• [ABOUT THIS TASK] Under this task are some entries; return every one of them exactly.

• [DATA]
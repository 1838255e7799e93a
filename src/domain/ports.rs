use crate::config::toml_config::MapSettings;
use crate::domain::model::{FeedSet, MapLayers};
use crate::utils::error::Result;
use async_trait::async_trait;
use std::time::Duration;

pub trait Storage: Send + Sync {
    fn write_file(
        &self,
        path: &str,
        data: &[u8],
    ) -> impl std::future::Future<Output = Result<()>> + Send;
}

pub trait ConfigProvider: Send + Sync {
    fn earthquake_feed(&self) -> &str;
    fn plates_feed(&self) -> &str;
    fn request_timeout(&self) -> Duration;
    fn output_path(&self) -> &str;
    /// `Some(file name)` when the run should write a single zip archive.
    fn bundle_filename(&self) -> Option<&str>;
    fn escape_popup_html(&self) -> bool;
    fn map_settings(&self) -> &MapSettings;
}

#[async_trait]
pub trait Pipeline: Send + Sync {
    async fn extract(&self) -> Result<FeedSet>;
    async fn transform(&self, feeds: FeedSet) -> Result<MapLayers>;
    async fn load(&self, layers: MapLayers) -> Result<String>;
}
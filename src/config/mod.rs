pub mod cli;
pub mod toml_config;

pub use cli::LocalStorage;
pub use toml_config::{MapConfig, MapSettings};

#[cfg(feature = "cli")]
use clap::Parser;

#[cfg(feature = "cli")]
#[derive(Debug, Clone, Parser)]
#[command(name = "quake-map")]
#[command(about = "Render a web map of recent earthquakes and tectonic plate boundaries")]
pub struct CliConfig {
    /// Path to a TOML map configuration; built-in defaults are used when omitted
    #[arg(short, long)]
    pub config: Option<String>,

    #[arg(long)]
    pub earthquake_feed: Option<String>,

    #[arg(long)]
    pub plates_feed: Option<String>,

    #[arg(long)]
    pub output_path: Option<String>,

    /// Write a single zip archive instead of loose files
    #[arg(long)]
    pub bundle: bool,

    #[arg(long)]
    pub timeout_seconds: Option<u64>,

    #[arg(long, help = "Log process CPU and memory after each phase")]
    pub monitor: bool,

    #[arg(short, long, help = "Enable verbose output")]
    pub verbose: bool,

    #[arg(long, help = "Emit logs as JSON lines")]
    pub json_logs: bool,

    /// Print the resolved configuration and legend without fetching anything
    #[arg(long)]
    pub dry_run: bool,
}

#[cfg(feature = "cli")]
impl CliConfig {
    pub fn load_map_config(&self) -> crate::utils::error::Result<MapConfig> {
        let mut config = match &self.config {
            Some(path) => MapConfig::from_file(path)?,
            None => MapConfig::default(),
        };
        self.apply_overrides(&mut config);
        Ok(config)
    }

    /// Command line flags win over file values.
    pub fn apply_overrides(&self, config: &mut MapConfig) {
        if let Some(url) = &self.earthquake_feed {
            config.feeds.earthquakes = url.clone();
        }
        if let Some(url) = &self.plates_feed {
            config.feeds.tectonic_plates = url.clone();
        }
        if let Some(path) = &self.output_path {
            config.output.path = path.clone();
        }
        if let Some(timeout) = self.timeout_seconds {
            config.feeds.timeout_seconds = timeout;
        }
        if self.bundle {
            config.output.bundle = true;
        }
        if self.monitor {
            config.monitoring.enabled = true;
        }
    }
}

• [RESULT]
repository 1838255e7799e93a
filename src/domain/ports.rs
use crate::config::toml_config::MapSettings;
use crate::domain::model::{FeedSet, MapLayers};
use crate::utils::error::Result;
use async_trait::async_trait;
use std::time::Duration;

pub trait Storage: Send + Sync {
    fn write_file(
        &self,
        path: &str,
        data: &[u8],
    ) -> impl std::future::Future<Output = Result<()>> + Send;
}

pub trait ConfigProvider: Send + Sync {
    fn earthquake_feed(&self) -> &str;
    fn plates_feed(&self) -> &str;
    fn request_timeout(&self) -> Duration;
    fn output_path(&self) -> &str;
    /// `Some(file name)` when the run should write a single zip archive.
    fn bundle_filename(&self) -> Option<&str>;
    fn escape_popup_html(&self) -> bool;
    fn map_settings(&self) -> &MapSettings;
}

#[async_trait]
pub trait Pipeline: Send + Sync {
    async fn extract(&self) -> Result<FeedSet>;
    async fn transform(&self, feeds: FeedSet) -> Result<MapLayers>;
    async fn load(&self, layers: MapLayers) -> Result<String>;
}
filename src/config/mod.rs
pub mod cli;
pub mod toml_config;

pub use cli::LocalStorage;
pub use toml_config::{MapConfig, MapSettings};

#[cfg(feature = "cli")]
use clap::Parser;

#[cfg(feature = "cli")]
#[derive(Debug, Clone, Parser)]
#[command(name = "quake-map")]
#[command(about = "Render a web map of recent earthquakes and tectonic plate boundaries")]
pub struct CliConfig {
    /// Path to a TOML map configuration; built-in defaults are used when omitted
    #[arg(short, long)]
    pub config: Option<String>,

    #[arg(long)]
    pub earthquake_feed: Option<String>,

    #[arg(long)]
    pub plates_feed: Option<String>,

    #[arg(long)]
    pub output_path: Option<String>,

    /// Write a single zip archive instead of loose files
    #[arg(long)]
    pub bundle: bool,

    #[arg(long)]
    pub timeout_seconds: Option<u64>,

    #[arg(long, help = "Log process CPU and memory after each phase")]
    pub monitor: bool,

    #[arg(short, long, help = "Enable verbose output")]
    pub verbose: bool,

    #[arg(long, help = "Emit logs as JSON lines")]
    pub json_logs: bool,

    /// Print the resolved configuration and legend without fetching anything
    #[arg(long)]
    pub dry_run: bool,
}

#[cfg(feature = "cli")]
impl CliConfig {
    pub fn load_map_config(&self) -> crate::utils::error::Result<MapConfig> {
        let mut config = match &self.config {
            Some(path) => MapConfig::from_file(path)?,
            None => MapConfig::default(),
        };
        self.apply_overrides(&mut config);
        Ok(config)
    }

    /// Command line flags win over file values.
    pub fn apply_overrides(&self, config: &mut MapConfig) {
        if let Some(url) = &self.earthquake_feed {
            config.feeds.earthquakes = url.clone();
        }
        if let Some(url) = &self.plates_feed {
            config.feeds.tectonic_plates = url.clone();
        }
        if let Some(path) = &self.output_path {
            config.output.path = path.clone();
        }
        if let Some(timeout) = self.timeout_seconds {
            config.feeds.timeout_seconds = timeout;
        }
        if self.bundle {
            config.output.bundle = true;
        }
        if self.monitor {
            config.monitoring.enabled = true;
        }
    }
}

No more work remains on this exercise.